Loss Of Ikk Beta But Not Nf-Kappa B P65 Skews Differentiation Towards Myeloid Over Erythroid Commitment And Increases Myeloid Progenitor Self-Renewal And Functional Long-Term Hematopoietic Stem Cells

NF-kappa B is an important regulator of both differentiation and function of lineage-committed hematopoietic cells. Targeted deletion of I kappa B kinase (IKK) beta results in altered cytokine signaling and marked neutrophilia. To investigate the role of IKK beta in regulation of hematopoiesis, we employed Mx1-Cre mediated IKK beta conditional knockout mice. As previously reported, deletion of IKK beta in hematopoietic cells results in neutrophilia, and we now also noted decreased monocytes and modest anemia. Granulocyte-macrophage progenitors (GMPs) accumulated markedly in bone marrow of IKK beta deleted mice whereas the proportion and number of megakaryocyte-erythrocyte progenitors (MEP) decreased. Accordingly, we found a significantly reduced frequency of proerythroblasts and basophilic and polychromatic erythroblasts, and IKK beta-deficient bone marrow cells yielded a significantly decreased number of BFU-E compared to wild type.

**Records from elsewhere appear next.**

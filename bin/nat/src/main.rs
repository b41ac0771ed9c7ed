//! nat CLI - run programs through the embedded nat VM.
//!
//! # Usage
//!
//! ```bash
//! # Stage a source tree and interpret its entry point
//! nat --sandbox ./src interpret main
//!
//! # Stream generated chunks
//! nat generate doc/index
//!
//! # Show what the VM sees
//! nat tree core
//! ```

mod commands;

use anyhow::{Context, Result};
use clap::{Parser, Subcommand};
use nat_wasm_runtime::{Runtime, RuntimeConfig};
use std::path::PathBuf;
use tracing_subscriber::EnvFilter;

#[derive(Debug, Parser)]
#[command(name = "nat")]
#[command(about = "nat CLI - run programs through the embedded nat VM")]
#[command(version)]
pub struct Args {
    /// Path to the nat WASM module
    #[arg(long, short = 'm', env = "NAT_MODULE", default_value = "nat.wasm", global = true)]
    pub module: PathBuf,

    /// Host directory to use as the sandbox root (temporary if unset)
    #[arg(long, short = 's', env = "NAT_SANDBOX", global = true)]
    pub sandbox: Option<PathBuf>,

    /// Output format (text, json)
    #[arg(long, short = 'f', default_value = "text", global = true)]
    pub format: String,

    #[command(subcommand)]
    pub command: Command,
}

#[derive(Debug, Subcommand)]
pub enum Command {
    /// Interpret a module once
    Interpret {
        /// Sandbox-relative module path
        path: String,
    },

    /// Stream generated output for a module
    Generate {
        /// Sandbox-relative module path
        path: String,

        /// Reset the VM before generating
        #[arg(long)]
        init: bool,
    },

    /// Typeset a module
    Typeset {
        /// Sandbox-relative module path
        path: String,
    },

    /// Compile source text as a module
    Compile {
        /// Module path to compile as
        path: String,

        /// Host file holding the source
        source: PathBuf,
    },

    /// Recursively list a sandbox directory
    Tree {
        #[arg(default_value = "core")]
        dir: String,
    },

    /// List the entries of a sandbox directory
    Ls {
        #[arg(default_value = ".")]
        dir: String,
    },

    /// Print a sandbox file
    Cat { path: String },

    /// Copy a host file into the sandbox
    Put {
        /// Sandbox-relative destination
        path: String,

        /// Host file to copy
        file: PathBuf,
    },

    /// Create a sandbox directory
    Mkdir { path: String },

    /// Remove a sandbox file
    Rm { path: String },
}

fn build_runtime(args: &Args) -> Result<Runtime> {
    let mut config = RuntimeConfig::from_file(&args.module);
    if let Some(dir) = &args.sandbox {
        config = config.with_sandbox_dir(dir);
    }
    Runtime::new(config).context("Failed to create nat runtime")
}

#[tokio::main]
async fn main() -> Result<()> {
    tracing_subscriber::fmt()
        .with_env_filter(EnvFilter::from_default_env().add_directive("warn".parse()?))
        .init();

    let args = Args::parse();
    let runtime = build_runtime(&args)?;
    let json = args.format == "json";

    match args.command {
        Command::Interpret { path } => {
            commands::eval::interpret(&runtime, &path, json).await?;
        }
        Command::Generate { path, init } => {
            commands::eval::generate(&runtime, &path, init, json).await?;
        }
        Command::Typeset { path } => {
            commands::eval::typeset(&runtime, &path, json).await?;
        }
        Command::Compile { path, source } => {
            commands::eval::compile(&runtime, &path, &source, json).await?;
        }
        Command::Tree { dir } => {
            commands::fs::tree(&runtime, &dir, json).await?;
        }
        Command::Ls { dir } => {
            commands::fs::ls(&runtime, &dir, json).await?;
        }
        Command::Cat { path } => {
            commands::fs::cat(&runtime, &path).await?;
        }
        Command::Put { path, file } => {
            commands::fs::put(&runtime, &path, &file).await?;
        }
        Command::Mkdir { path } => {
            commands::fs::mkdir(&runtime, &path).await?;
        }
        Command::Rm { path } => {
            commands::fs::rm(&runtime, &path).await?;
        }
    }

    Ok(())
}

These changes are associated with elevated expression of C/EBP alpha, Gfi1, and PU.1 and diminished Gata1, Klf1, and SCL/Tal1 in IKK beta deficient Lineage-Sca1(+)c-Kit(+) (LSK) cells. In contrast, no effect on erythropoiesis or expression of lineage-related transcription factors was found in marrow lacking NF-kappa B p65. Bone marrow from IKK beta knockout mice has elevated numbers of phenotypic long and short term hematopoietic stem cells (HSC). A similar increase was observed when IKK beta was deleted after marrow transplantation into a wild type host, indicating cell autonomous expansion. Myeloid progenitors from IKK beta-but not p65-deleted mice demonstrate increased serial replating in colony-forming assays, indicating increased cell autonomous self-renewal capacity. In addition, in a competitive repopulation assay deletion of IKK beta resulted in a stable advantage of bone marrow derived from IKK beta knockout mice. In summary, loss of IKK beta resulted in significant effects on hematopoiesis not seen upon NF-kappa B p65 deletion. These include increased myeloid and reduced erythroid transcription factors, skewing differentiation towards myeloid over erythroid differentiation, increased progenitor self-renewal, and increased number of functional long term HSCs. These data inform ongoing efforts to develop IKK inhibitors for clinical use.